Transcript - Radio Interview - 2GB - Tuesday, 25 June 2019

SUBJECTS: Tax cuts, Coalition agreement.

RAY HADLEY: Joel has been a Member of Parliament since way back in ‘96 so he has a fair idea of what his electorate thinks about issues impacting this country. When we last spoke to Joel Fitzgibbon he was considering his own tilt for the leadership citing other candidates needed to show more interest in regional Australia. It didn’t come to pass. In the end he gave his support to Anthony Albanese. But now Joel Fitzgibbon is speaking out against the leader calling Mr Albanese to recognise the Labor Party had its backside kicked and to perhaps to pass the Coalition’s tax cuts in full. He’s on the line. G’day Joel.

JOEL FITZGIBBON: G’day Ray, good to be with you.
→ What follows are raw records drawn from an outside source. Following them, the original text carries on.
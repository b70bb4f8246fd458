use super::{
    action::{Direction, RelativeAction},
    config::GameConfig,
    error::GameError,
    state::{EpisodeStatus, GameState, Position, Snake, TerminationReason},
};
use rand::{Rng, SeedableRng, rngs::StdRng, seq::SliceRandom};
use tracing::debug;

/// What happened during a step
#[derive(Debug, Clone, Copy, PartialEq, Eq)]
pub enum StepOutcome {
    /// Snake moved without growing
    Moved,
    /// Snake ate the food and grew by one segment
    AteFood,
    /// Episode ended
    Terminated(TerminationReason),
}

/// Result of a game step
#[derive(Debug, Clone, PartialEq)]
pub struct StepResult {
    /// Reward for this step (for RL training)
    pub reward: f32,
    /// Whether the episode has terminated
    pub done: bool,
    /// Score after this step
    pub score: u32,
    /// Additional information about the step
    pub outcome: StepOutcome,
}

/// The game engine that handles all game logic
pub struct GameEngine {
    config: GameConfig,
    rng: StdRng,
}

impl GameEngine {
    /// Create a new game engine, rejecting invalid configuration
    pub fn new(config: GameConfig) -> Result<Self, GameError> {
        config.validate()?;
        let rng = match config.seed {
            Some(seed) => StdRng::seed_from_u64(seed),
            None => StdRng::from_entropy(),
        };
        Ok(Self { config, rng })
    }

    pub fn config(&self) -> &GameConfig {
        &self.config
    }

    /// Start a fresh episode: heading right, snake centred and trailing left,
    /// zero score and frame counter, food sampled off the snake.
    pub fn reset(&mut self) -> Result<GameState, GameError> {
        let block = self.config.block_size;
        let head = Position::new(
            (self.config.columns() / 2) * block,
            (self.config.rows() / 2) * block,
        );

        let snake = Snake::new(
            head,
            Direction::Right,
            self.config.initial_snake_length,
            block,
        );

        let food = self.sample_food(&snake.body, None)?;

        Ok(GameState::new(
            snake,
            food,
            self.config.width,
            self.config.height,
            block,
        ))
    }

    /// Execute one step of the game.
    ///
    /// Calling this on a terminated episode returns
    /// [`GameError::EpisodeTerminated`]. On any error the state is left untouched.
    pub fn step(
        &mut self,
        state: &mut GameState,
        action: RelativeAction,
    ) -> Result<StepResult, GameError> {
        if !state.is_running() {
            return Err(GameError::EpisodeTerminated);
        }

        let frame_iteration = state.frame_iteration + 1;
        let direction = action.resolve(state.snake.direction);
        let new_head = state
            .snake
            .head()
            .moved_in_direction(direction, self.config.block_size);

        // Length once the new head is prepended, before any tail pop.
        let grown_length = state.snake.len() + 1;

        let outcome = if frame_iteration > self.config.timeout_factor * grown_length {
            StepOutcome::Terminated(TerminationReason::Timeout)
        } else if !state.is_in_bounds(new_head) {
            StepOutcome::Terminated(TerminationReason::Wall)
        } else if state.is_occupied_by_snake(new_head) {
            // The whole current body is `snake[1..]` once the new head is in front.
            StepOutcome::Terminated(TerminationReason::SelfCollision)
        } else if new_head == state.food {
            StepOutcome::AteFood
        } else {
            StepOutcome::Moved
        };

        // Resolve the only fallible part before committing anything.
        let next_food = match outcome {
            StepOutcome::AteFood => Some(self.sample_food(&state.snake.body, Some(new_head))?),
            _ => None,
        };

        state.frame_iteration = frame_iteration;
        state.snake.direction = direction;
        state.snake.push_head(new_head);

        let score = state.score as f32;
        let reward = match outcome {
            StepOutcome::Terminated(reason) => {
                state.status = EpisodeStatus::Terminated(reason);
                let base = match reason {
                    TerminationReason::Timeout => self.config.timeout_penalty,
                    TerminationReason::Wall | TerminationReason::SelfCollision => {
                        self.config.collision_penalty
                    }
                };
                debug!(?reason, score = state.score, frame_iteration, "episode terminated");
                base - score
            }
            StepOutcome::AteFood => {
                state.score += 1;
                if let Some(food) = next_food {
                    state.food = food;
                }
                self.config.food_reward
            }
            StepOutcome::Moved => {
                state.snake.pop_tail();
                0.0
            }
        };

        Ok(StepResult {
            reward,
            done: !state.is_running(),
            score: state.score,
            outcome,
        })
    }

    /// Pick a uniformly random cell not covered by `body` or `extra`.
    ///
    /// Tries `max_food_attempts` random draws first, then chooses among the
    /// remaining free cells directly.
    fn sample_food(
        &mut self,
        body: &[Position],
        extra: Option<Position>,
    ) -> Result<Position, GameError> {
        let columns = self.config.columns();
        let rows = self.config.rows();
        let block = self.config.block_size;

        let is_occupied = |pos: Position| extra == Some(pos) || body.contains(&pos);

        let occupied = body.len() + extra.map_or(0, |pos| usize::from(!body.contains(&pos)));
        if occupied >= (columns * rows) as usize {
            return Err(GameError::NoFreeCell);
        }

        for _ in 0..self.config.max_food_attempts {
            let pos = Position::new(
                self.rng.gen_range(0..columns) * block,
                self.rng.gen_range(0..rows) * block,
            );

            if !is_occupied(pos) {
                return Ok(pos);
            }
        }

        let free: Vec<Position> = (0..rows)
            .flat_map(|row| (0..columns).map(move |col| Position::new(col * block, row * block)))
            .filter(|&pos| !is_occupied(pos))
            .collect();

        free.choose(&mut self.rng)
            .copied()
            .ok_or(GameError::NoFreeCell)
    }
}

#[cfg(test)]
mod tests {
    use super::*;

    fn seeded_engine(config: GameConfig) -> GameEngine {
        GameEngine::new(config.with_seed(7)).unwrap()
    }

    #[test]
    fn test_reset() {
        let mut engine = seeded_engine(GameConfig::default());
        let state = engine.reset().unwrap();

        assert!(state.is_running());
        assert_eq!(state.score, 0);
        assert_eq!(state.frame_iteration, 0);
        assert_eq!(state.snake.direction, Direction::Right);
        assert_eq!(
            state.snake.body,
            vec![
                Position::new(320, 240),
                Position::new(300, 240),
                Position::new(280, 240)
            ]
        );
        assert!(!state.is_occupied_by_snake(state.food));
    }

    #[test]
    fn test_reset_is_repeatable() {
        let mut engine = GameEngine::new(GameConfig::default()).unwrap();
        let first = engine.reset().unwrap();
        let second = engine.reset().unwrap();

        assert_eq!(first.snake, second.snake);
        assert_eq!(first.score, second.score);
        assert_eq!(first.frame_iteration, second.frame_iteration);
        assert_eq!(first.status, second.status);
    }

    #[test]
    fn test_straight_step_from_centre() {
        let mut engine = seeded_engine(GameConfig::default());
        let mut state = engine.reset().unwrap();
        state.food = Position::new(0, 0);

        let result = engine.step(&mut state, RelativeAction::Straight).unwrap();

        assert_eq!(result.reward, 0.0);
        assert!(!result.done);
        assert_eq!(result.score, 0);
        assert_eq!(result.outcome, StepOutcome::Moved);
        assert_eq!(state.frame_iteration, 1);
        assert_eq!(
            state.snake.body,
            vec![
                Position::new(340, 240),
                Position::new(320, 240),
                Position::new(300, 240)
            ]
        );
    }

    #[test]
    fn test_turns_change_heading() {
        let mut engine = seeded_engine(GameConfig::default());
        let mut state = engine.reset().unwrap();
        state.food = Position::new(0, 0);

        engine.step(&mut state, RelativeAction::TurnRight).unwrap();
        assert_eq!(state.snake.direction, Direction::Down);
        assert_eq!(state.snake.head(), Position::new(320, 260));

        engine.step(&mut state, RelativeAction::TurnLeft).unwrap();
        assert_eq!(state.snake.direction, Direction::Right);
        assert_eq!(state.snake.head(), Position::new(340, 260));
    }

    #[test]
    fn test_food_consumption() {
        let mut engine = seeded_engine(GameConfig::default());
        let mut state = engine.reset().unwrap();

        // Place food directly in front of snake
        state.food = Position::new(340, 240);
        let initial_length = state.snake.len();

        let result = engine.step(&mut state, RelativeAction::Straight).unwrap();

        assert_eq!(result.outcome, StepOutcome::AteFood);
        assert_eq!(result.reward, 10.0);
        assert!(!result.done);
        assert_eq!(result.score, 1);
        assert_eq!(state.snake.len(), initial_length + 1);
        assert!(!state.is_occupied_by_snake(state.food));
    }

    #[test]
    fn test_wall_collision() {
        let mut engine = seeded_engine(GameConfig::default());
        let snake = Snake::new(Position::new(620, 240), Direction::Right, 3, 20);
        let mut state = GameState::new(snake, Position::new(0, 0), 640, 480, 20);
        state.score = 3;

        let result = engine.step(&mut state, RelativeAction::Straight).unwrap();

        assert!(result.done);
        assert_eq!(result.reward, -13.0);
        assert_eq!(
            result.outcome,
            StepOutcome::Terminated(TerminationReason::Wall)
        );
        assert!(!state.is_running());
    }

    #[test]
    fn test_drive_into_right_wall() {
        let mut engine = seeded_engine(GameConfig::default());
        let mut state = engine.reset().unwrap();
        state.food = Position::new(0, 0);

        // Head starts at x=320, the last legal column is x=620.
        for _ in 0..15 {
            let result = engine.step(&mut state, RelativeAction::Straight).unwrap();
            assert!(!result.done);
        }
        assert_eq!(state.snake.head(), Position::new(620, 240));

        let result = engine.step(&mut state, RelativeAction::Straight).unwrap();
        assert!(result.done);
        assert_eq!(result.reward, -10.0);
    }

    #[test]
    fn test_self_collision() {
        let mut engine = seeded_engine(GameConfig::default());

        // Body: (100,100) (80,100) (60,100) (40,100) (20,100), heading right
        let snake = Snake::new(Position::new(100, 100), Direction::Right, 5, 20);
        let mut state = GameState::new(snake, Position::new(600, 400), 640, 480, 20);

        // Down: head (100,120)
        engine.step(&mut state, RelativeAction::TurnRight).unwrap();
        // Left: head (80,120)
        engine.step(&mut state, RelativeAction::TurnRight).unwrap();
        // Up: head (80,100), still part of the body
        let result = engine.step(&mut state, RelativeAction::TurnRight).unwrap();

        assert!(result.done);
        assert_eq!(result.reward, -10.0);
        assert_eq!(
            result.outcome,
            StepOutcome::Terminated(TerminationReason::SelfCollision)
        );
    }

    #[test]
    fn test_timeout_uses_grown_length() {
        let mut engine = seeded_engine(GameConfig::default());
        let mut state = engine.reset().unwrap();
        state.food = Position::new(0, 0);
        state.score = 2;

        // Length 3 grows to 4 with the new head: the budget is 400 frames.
        state.frame_iteration = 399;
        let result = engine.step(&mut state, RelativeAction::Straight).unwrap();
        assert!(!result.done);

        let result = engine.step(&mut state, RelativeAction::Straight).unwrap();
        assert!(result.done);
        assert_eq!(result.reward, -3.0);
        assert_eq!(
            result.outcome,
            StepOutcome::Terminated(TerminationReason::Timeout)
        );
    }

    #[test]
    fn test_timeout_takes_priority_over_collision() {
        let mut engine = seeded_engine(GameConfig::default());
        let snake = Snake::new(Position::new(620, 240), Direction::Right, 3, 20);
        let mut state = GameState::new(snake, Position::new(0, 0), 640, 480, 20);
        state.frame_iteration = 400;

        let result = engine.step(&mut state, RelativeAction::Straight).unwrap();
        assert_eq!(
            result.outcome,
            StepOutcome::Terminated(TerminationReason::Timeout)
        );
        assert_eq!(result.reward, -1.0);
    }

    #[test]
    fn test_step_after_termination_is_rejected() {
        let mut engine = seeded_engine(GameConfig::default());
        let snake = Snake::new(Position::new(620, 240), Direction::Right, 3, 20);
        let mut state = GameState::new(snake, Position::new(0, 0), 640, 480, 20);

        engine.step(&mut state, RelativeAction::Straight).unwrap();
        let snapshot = state.clone();

        let result = engine.step(&mut state, RelativeAction::Straight);
        assert_eq!(result, Err(GameError::EpisodeTerminated));
        assert_eq!(state, snapshot);
    }

    #[test]
    fn test_food_never_lands_on_snake() {
        let mut engine = seeded_engine(GameConfig::small());
        let mut state = engine.reset().unwrap();

        let actions = [
            RelativeAction::Straight,
            RelativeAction::TurnRight,
            RelativeAction::Straight,
            RelativeAction::TurnLeft,
        ];

        for i in 0..2000 {
            assert!(!state.is_occupied_by_snake(state.food));
            let result = engine.step(&mut state, actions[i % actions.len()]).unwrap();
            if result.done {
                state = engine.reset().unwrap();
            }
        }
    }

    #[test]
    fn test_length_invariants() {
        let mut engine = seeded_engine(GameConfig::default());
        let mut state = engine.reset().unwrap();
        state.food = Position::new(0, 0);

        let before = state.snake.len();
        engine.step(&mut state, RelativeAction::TurnLeft).unwrap();
        assert_eq!(state.snake.len(), before);

        let ahead = state
            .snake
            .head()
            .moved_in_direction(state.snake.direction, 20);
        state.food = ahead;
        engine.step(&mut state, RelativeAction::Straight).unwrap();
        assert_eq!(state.snake.len(), before + 1);
    }

    #[test]
    fn test_full_grid_fails_without_mutation() {
        // 4x1 cells: snake covers columns 0..=2, food must go to column 3
        let config = GameConfig::new(80, 20).with_seed(1);
        let mut engine = GameEngine::new(config).unwrap();
        let mut state = engine.reset().unwrap();
        assert_eq!(state.food, Position::new(60, 0));

        let snapshot = state.clone();
        let result = engine.step(&mut state, RelativeAction::Straight);

        assert_eq!(result, Err(GameError::NoFreeCell));
        assert_eq!(state, snapshot);
    }

    #[test]
    fn test_invalid_config_rejected() {
        assert!(GameEngine::new(GameConfig::new(650, 480)).is_err());
    }
}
HADLEY: Are they listening to you?

FITZGIBBON: Yes they are and I’m in deep conversation with Anthony Albanese. He gets it Ray, absolutely. Can I just have a go at simplifying this for your listeners?

HADLEY: Please.

FITZGIBBON: The tax package has been presented in three stages and the Labor Party supports one and two and in fact we’ve offered to bring two forward a little bit to give a bit of economic stimulus to the economy. I think we have legitimate concerns about stage three. At $95 billion it’s 30 per cent of the cost of the total package. It is heavily weighted in favour of higher income earners and we are worried that it’s not affordable and it will either blow out the budget deficit or cause the government to go hunting for budget cuts somewhere else which obviously could hurt many, many Australians. So we are saying we will vote for one and two next week, we have no problem with that but they should separate away stage three and give us some time to have a closer look at it and give it further consideration. Now remember Ray, Labor’s vote has only become important because the government hasn’t been able to convince the Senate crossbench on the merits of stage three so we don’t stand alone here. It would be fair to say the majority of the Parliament has concerns about stage three. So what’s happening? The government is holding the Parliament to ransom in effect. It won’t split the package because keeping it in one allows it to force the Parliament to support stage three because to not support stage three means opposing the one and two tax cuts which we all support and indeed Labor offered before the election so your listeners need to come to a conclusion as to whether that is a reasonable tactic Morrison is adopting or whether it is unfair. I think it’s the latter. I don’t think he should be holding the Parliament to ransom.

HADLEY: I know you punt straight out, you don’t bet each way but you’re having a punt each way. You’ve allegedly said to pass them in full and now you’re hedging your bets saying ‘no hang on, let’s get one and two through and then we’ll talk about three.’ Now you’re a practical man and a pragmatist. The one thing you and I will find common ground on is that you did get your backside kicked and you and I would use another coarse expression we wouldn’t say on air to say what you got kicked.

FITZGIBBON: We are politically correct you and I Ray.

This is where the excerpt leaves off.